- **TASK TO COMPLETE**
Down to the last line, repeat the data below exactly.

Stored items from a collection
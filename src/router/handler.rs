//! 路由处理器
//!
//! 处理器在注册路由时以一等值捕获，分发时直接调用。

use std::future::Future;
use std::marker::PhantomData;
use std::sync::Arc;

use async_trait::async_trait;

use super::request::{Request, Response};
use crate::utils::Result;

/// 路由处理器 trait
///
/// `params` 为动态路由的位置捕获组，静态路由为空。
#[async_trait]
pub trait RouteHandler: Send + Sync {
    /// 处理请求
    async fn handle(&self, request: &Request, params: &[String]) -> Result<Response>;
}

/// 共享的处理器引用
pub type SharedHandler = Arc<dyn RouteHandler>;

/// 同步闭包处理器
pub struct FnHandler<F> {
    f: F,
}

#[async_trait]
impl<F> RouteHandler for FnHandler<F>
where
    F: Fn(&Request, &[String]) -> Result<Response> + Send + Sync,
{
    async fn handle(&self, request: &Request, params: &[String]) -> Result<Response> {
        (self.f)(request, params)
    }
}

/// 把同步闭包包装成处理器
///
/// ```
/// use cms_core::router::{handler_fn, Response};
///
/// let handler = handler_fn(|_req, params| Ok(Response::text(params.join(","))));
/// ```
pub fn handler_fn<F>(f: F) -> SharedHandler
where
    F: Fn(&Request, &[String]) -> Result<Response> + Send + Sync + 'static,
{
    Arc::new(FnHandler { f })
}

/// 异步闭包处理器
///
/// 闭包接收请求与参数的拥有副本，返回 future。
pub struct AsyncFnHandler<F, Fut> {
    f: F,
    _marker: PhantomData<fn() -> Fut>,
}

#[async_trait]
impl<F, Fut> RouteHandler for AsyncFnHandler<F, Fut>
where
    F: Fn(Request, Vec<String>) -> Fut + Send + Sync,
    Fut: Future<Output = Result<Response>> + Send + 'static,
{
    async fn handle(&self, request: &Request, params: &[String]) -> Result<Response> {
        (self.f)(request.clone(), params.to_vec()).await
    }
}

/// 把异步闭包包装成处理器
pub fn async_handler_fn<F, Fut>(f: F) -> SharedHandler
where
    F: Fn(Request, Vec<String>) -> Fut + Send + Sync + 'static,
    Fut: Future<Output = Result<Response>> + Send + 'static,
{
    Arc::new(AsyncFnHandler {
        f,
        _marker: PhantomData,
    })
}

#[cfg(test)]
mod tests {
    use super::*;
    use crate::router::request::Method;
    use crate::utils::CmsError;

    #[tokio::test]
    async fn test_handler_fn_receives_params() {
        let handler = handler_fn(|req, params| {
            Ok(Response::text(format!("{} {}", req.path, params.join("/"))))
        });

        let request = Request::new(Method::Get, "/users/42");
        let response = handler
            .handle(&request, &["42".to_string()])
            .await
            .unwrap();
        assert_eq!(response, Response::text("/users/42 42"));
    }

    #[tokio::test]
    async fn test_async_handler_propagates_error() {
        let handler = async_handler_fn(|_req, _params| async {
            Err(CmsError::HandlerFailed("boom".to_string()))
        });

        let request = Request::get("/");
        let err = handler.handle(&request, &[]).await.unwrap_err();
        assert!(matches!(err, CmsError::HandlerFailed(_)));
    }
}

- **ANSWER TO THE EXERCISE**
filename src/router/handler.rs
//! 路由处理器
//!
//! 处理器在注册路由时以一等值捕获，分发时直接调用。

use std::future::Future;
use std::marker::PhantomData;
use std::sync::Arc;

use async_trait::async_trait;

use super::request::{Request, Response};
use crate::utils::Result;

/// 路由处理器 trait
///
/// `params` 为动态路由的位置捕获组，静态路由为空。
#[async_trait]
pub trait RouteHandler: Send + Sync {
    /// 处理请求
    async fn handle(&self, request: &Request, params: &[String]) -> Result<Response>;
}

/// 共享的处理器引用
pub type SharedHandler = Arc<dyn RouteHandler>;

/// 同步闭包处理器
pub struct FnHandler<F> {
    f: F,
}

#[async_trait]
impl<F> RouteHandler for FnHandler<F>
where
    F: Fn(&Request, &[String]) -> Result<Response> + Send + Sync,
{
    async fn handle(&self, request: &Request, params: &[String]) -> Result<Response> {
        (self.f)(request, params)
    }
}

/// 把同步闭包包装成处理器
///
/// ```
/// use cms_core::router::{handler_fn, Response};
///
/// let handler = handler_fn(|_req, params| Ok(Response::text(params.join(","))));
/// ```
pub fn handler_fn<F>(f: F) -> SharedHandler
where
    F: Fn(&Request, &[String]) -> Result<Response> + Send + Sync + 'static,
{
    Arc::new(FnHandler { f })
}

/// 异步闭包处理器
///
/// 闭包接收请求与参数的拥有副本，返回 future。
pub struct AsyncFnHandler<F, Fut> {
    f: F,
    _marker: PhantomData<fn() -> Fut>,
}

#[async_trait]
impl<F, Fut> RouteHandler for AsyncFnHandler<F, Fut>
where
    F: Fn(Request, Vec<String>) -> Fut + Send + Sync,
    Fut: Future<Output = Result<Response>> + Send + 'static,
{
    async fn handle(&self, request: &Request, params: &[String]) -> Result<Response> {
        (self.f)(request.clone(), params.to_vec()).await
    }
}

/// 把异步闭包包装成处理器
pub fn async_handler_fn<F, Fut>(f: F) -> SharedHandler
where
    F: Fn(Request, Vec<String>) -> Fut + Send + Sync + 'static,
    Fut: Future<Output = Result<Response>> + Send + 'static,
{
    Arc::new(AsyncFnHandler {
        f,
        _marker: PhantomData,
    })
}

#[cfg(test)]
mod tests {
    use super::*;
    use crate::router::request::Method;
    use crate::utils::CmsError;

    #[tokio::test]
    async fn test_handler_fn_receives_params() {
        let handler = handler_fn(|req, params| {
            Ok(Response::text(format!("{} {}", req.path, params.join("/"))))
        });

        let request = Request::new(Method::Get, "/users/42");
        let response = handler
            .handle(&request, &["42".to_string()])
            .await
            .unwrap();
        assert_eq!(response, Response::text("/users/42 42"));
    }

    #[tokio::test]
    async fn test_async_handler_propagates_error() {
        let handler = async_handler_fn(|_req, _params| async {
            Err(CmsError::HandlerFailed("boom".to_string()))
        });

        let request = Request::get("/");
        let err = handler.handle(&request, &[]).await.unwrap_err();
        assert!(matches!(err, CmsError::HandlerFailed(_)));
    }
}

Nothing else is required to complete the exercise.